■ Try it
Which lines in the data below contain the word "String"? Pull each of them out.

-------

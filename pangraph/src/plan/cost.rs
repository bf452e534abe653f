// Copyright (c) 2024-2025 DeepGraph Inc.
// SPDX-License-Identifier: Apache-2.0
//
//! Cost model for plan selection
//!
//! Pure functions over plans and their proposed extensions; no state, no
//! side effects. The enumerator compares costs with strict less-than
//! against the per-subgraph ceiling, so ties never displace an incumbent.

use crate::expr::Expression;
use crate::plan::logical::LogicalPlan;

/// Per-tuple cost constants. Scan and extend costs are folded into plan
/// cardinality when the corresponding operator is appended; the join
/// costs here are what the enumerator prunes on.
#[derive(Debug, Clone)]
pub struct CostModel {
    /// Cost of streaming one probe-side tuple through a join.
    probe_cost_per_tuple: f64,
    /// Cost of materializing one build-side tuple.
    build_cost_per_tuple: f64,
    /// Cost of producing one scanned tuple.
    scan_cost_per_tuple: f64,
}

impl Default for CostModel {
    fn default() -> Self {
        Self::new()
    }
}

impl CostModel {
    pub fn new() -> Self {
        Self {
            probe_cost_per_tuple: 1.0,
            build_cost_per_tuple: 2.0,
            scan_cost_per_tuple: 1.0,
        }
    }

    /// Cost of a hash join: both inputs plus build-side materialization
    /// and probe-side scan-through. Monotone in both input cardinalities
    /// and independent of the key expressions themselves.
    pub fn compute_hash_join_cost(
        &self,
        _join_node_ids: &[Expression],
        probe: &LogicalPlan,
        build: &LogicalPlan,
    ) -> f64 {
        probe.cost()
            + build.cost()
            + self.probe_cost_per_tuple * probe.cardinality()
            + self.build_cost_per_tuple * build.cardinality()
    }

    /// Cost of a multiway intersect: probe scan-through plus every build
    /// side materialized.
    pub fn compute_intersect_cost(&self, probe: &LogicalPlan, builds: &[LogicalPlan]) -> f64 {
        let builds_cost: f64 = builds
            .iter()
            .map(|b| b.cost() + self.build_cost_per_tuple * b.cardinality())
            .sum();
        probe.cost() + self.probe_cost_per_tuple * probe.cardinality() + builds_cost
    }

    pub fn compute_cross_product_cost(
        &self,
        left: &LogicalPlan,
        right: &LogicalPlan,
        output_cardinality: f64,
    ) -> f64 {
        left.cost() + right.cost() + output_cardinality
    }

    pub fn compute_scan_cost(&self, cardinality: f64) -> f64 {
        self.scan_cost_per_tuple * cardinality
    }

    /// An extend pays for each tuple it produces.
    pub fn compute_extend_cost(&self, output_cardinality: f64) -> f64 {
        output_cardinality
    }

    /// A filter pays for each tuple it inspects.
    pub fn compute_filter_cost(&self, input_cardinality: f64) -> f64 {
        input_cardinality
    }
}

#[cfg(test)]
mod tests {
    use super::*;

    fn plan_with(cost: f64, cardinality: f64) -> LogicalPlan {
        let mut plan = LogicalPlan::new();
        plan.set_cost(cost);
        plan.set_cardinality(cardinality);
        plan
    }

    #[test]
    fn test_hash_join_cost_is_monotone_in_inputs() {
        let model = CostModel::new();
        let keys = vec![Expression::internal_id("a")];
        let small = model.compute_hash_join_cost(&keys, &plan_with(0.0, 10.0), &plan_with(0.0, 10.0));
        let bigger_probe =
            model.compute_hash_join_cost(&keys, &plan_with(0.0, 100.0), &plan_with(0.0, 10.0));
        let bigger_build =
            model.compute_hash_join_cost(&keys, &plan_with(0.0, 10.0), &plan_with(0.0, 100.0));
        assert!(bigger_probe > small);
        assert!(bigger_build > small);
    }

    #[test]
    fn test_build_side_is_pricier_than_probe_side() {
        let model = CostModel::new();
        let keys = vec![Expression::internal_id("a")];
        let probe_heavy =
            model.compute_hash_join_cost(&keys, &plan_with(0.0, 100.0), &plan_with(0.0, 10.0));
        let build_heavy =
            model.compute_hash_join_cost(&keys, &plan_with(0.0, 10.0), &plan_with(0.0, 100.0));
        assert!(build_heavy > probe_heavy);
    }
}
// Copyright (c) 2024-2025 DeepGraph Inc.
// SPDX-License-Identifier: Apache-2.0
//
//! Factorized plan schema
//!
//! The schema partitions the expressions in scope of an operator into
//! groups. A group is either flat (one value per tuple) or unflat (a list
//! per tuple, the shape an Extend produces on its neighbor side). Every
//! expression resolves to a (group, position-within-group) pair.

use serde::{Deserialize, Serialize};
use std::collections::HashMap;

use crate::expr::Expression;

/// One factorization group.
#[derive(Debug, Clone, Serialize, Deserialize)]
pub struct FactorizationGroup {
    expressions: Vec<Expression>,
    flat: bool,
}

impl FactorizationGroup {
    pub fn expressions(&self) -> &[Expression] {
        &self.expressions
    }

    pub fn is_flat(&self) -> bool {
        self.flat
    }
}

/// Partition of the in-scope expressions of a plan.
#[derive(Debug, Clone, Default, Serialize, Deserialize)]
pub struct Schema {
    groups: Vec<FactorizationGroup>,
    positions: HashMap<String, (usize, usize)>,
}

impl Schema {
    pub fn new() -> Self {
        Self::default()
    }

    pub fn num_groups(&self) -> usize {
        self.groups.len()
    }

    pub fn group(&self, idx: usize) -> &FactorizationGroup {
        &self.groups[idx]
    }

    pub fn create_group(&mut self, flat: bool) -> usize {
        self.groups.push(FactorizationGroup {
            expressions: Vec::new(),
            flat,
        });
        self.groups.len() - 1
    }

    /// Insert an expression into a group. Expressions already in scope are
    /// left where they are.
    pub fn insert_to_group(&mut self, expr: Expression, group: usize) {
        let name = expr.unique_name();
        if self.positions.contains_key(&name) {
            return;
        }
        let pos = self.groups[group].expressions.len();
        self.groups[group].expressions.push(expr);
        self.positions.insert(name, (group, pos));
    }

    /// Resolve an expression to its (group, position) pair.
    pub fn expression_position(&self, name: &str) -> Option<(usize, usize)> {
        self.positions.get(name).copied()
    }

    pub fn group_of(&self, name: &str) -> Option<usize> {
        self.positions.get(name).map(|(group, _)| *group)
    }

    pub fn is_expression_in_scope(&self, name: &str) -> bool {
        self.positions.contains_key(name)
    }

    /// Coerce a group to flat.
    pub fn flatten_group(&mut self, group: usize) {
        self.groups[group].flat = true;
    }

    /// Groups that contain at least one of the named expressions.
    pub fn groups_containing(&self, names: &[String]) -> Vec<usize> {
        let mut groups: Vec<usize> = names
            .iter()
            .filter_map(|name| self.group_of(name))
            .collect();
        groups.sort_unstable();
        groups.dedup();
        groups
    }

    /// All expressions currently in scope, in group order.
    pub fn expressions_in_scope(&self) -> Vec<Expression> {
        self.groups
            .iter()
            .flat_map(|group| group.expressions.iter().cloned())
            .collect()
    }

    /// Widen this schema with another one, as a binary join does. Groups
    /// come over with their flatness; expressions already in scope (the
    /// join keys) are not duplicated.
    pub fn merge(&mut self, other: &Schema) {
        for group in &other.groups {
            let incoming: Vec<Expression> = group
                .expressions
                .iter()
                .filter(|e| !self.is_expression_in_scope(&e.unique_name()))
                .cloned()
                .collect();
            if incoming.is_empty() {
                continue;
            }
            let idx = self.create_group(group.flat);
            for expr in incoming {
                self.insert_to_group(expr, idx);
            }
        }
    }
}

#[cfg(test)]
mod tests {
    use super::*;

    #[test]
    fn test_positions_track_insertions() {
        let mut schema = Schema::new();
        let g0 = schema.create_group(true);
        schema.insert_to_group(Expression::internal_id("a"), g0);
        schema.insert_to_group(Expression::property("a", "age"), g0);
        assert_eq!(schema.expression_position("a._id"), Some((0, 0)));
        assert_eq!(schema.expression_position("a.age"), Some((0, 1)));
        assert!(schema.is_expression_in_scope("a._id"));
        assert!(!schema.is_expression_in_scope("b._id"));
    }

    #[test]
    fn test_duplicate_insert_is_ignored() {
        let mut schema = Schema::new();
        let g0 = schema.create_group(true);
        let g1 = schema.create_group(false);
        schema.insert_to_group(Expression::internal_id("a"), g0);
        schema.insert_to_group(Expression::internal_id("a"), g1);
        assert_eq!(schema.expression_position("a._id"), Some((0, 0)));
        assert!(schema.group(1).expressions().is_empty());
    }

    #[test]
    fn test_merge_skips_join_keys() {
        let mut probe = Schema::new();
        let g = probe.create_group(true);
        probe.insert_to_group(Expression::internal_id("a"), g);
        probe.insert_to_group(Expression::internal_id("b"), g);

        let mut build = Schema::new();
        let g = build.create_group(true);
        build.insert_to_group(Expression::internal_id("b"), g);
        build.insert_to_group(Expression::internal_id("c"), g);

        probe.merge(&build);
        assert_eq!(probe.num_groups(), 2);
        assert!(probe.is_expression_in_scope("c._id"));
        assert_eq!(probe.group(1).expressions().len(), 1);
    }

    #[test]
    fn test_flatten_group() {
        let mut schema = Schema::new();
        let g = schema.create_group(false);
        assert!(!schema.group(g).is_flat());
        schema.flatten_group(g);
        assert!(schema.group(g).is_flat());
    }
}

-------

■ Written answer
    positions: HashMap<String, (usize, usize)>,
    pub fn groups_containing(&self, names: &[String]) -> Vec<usize> {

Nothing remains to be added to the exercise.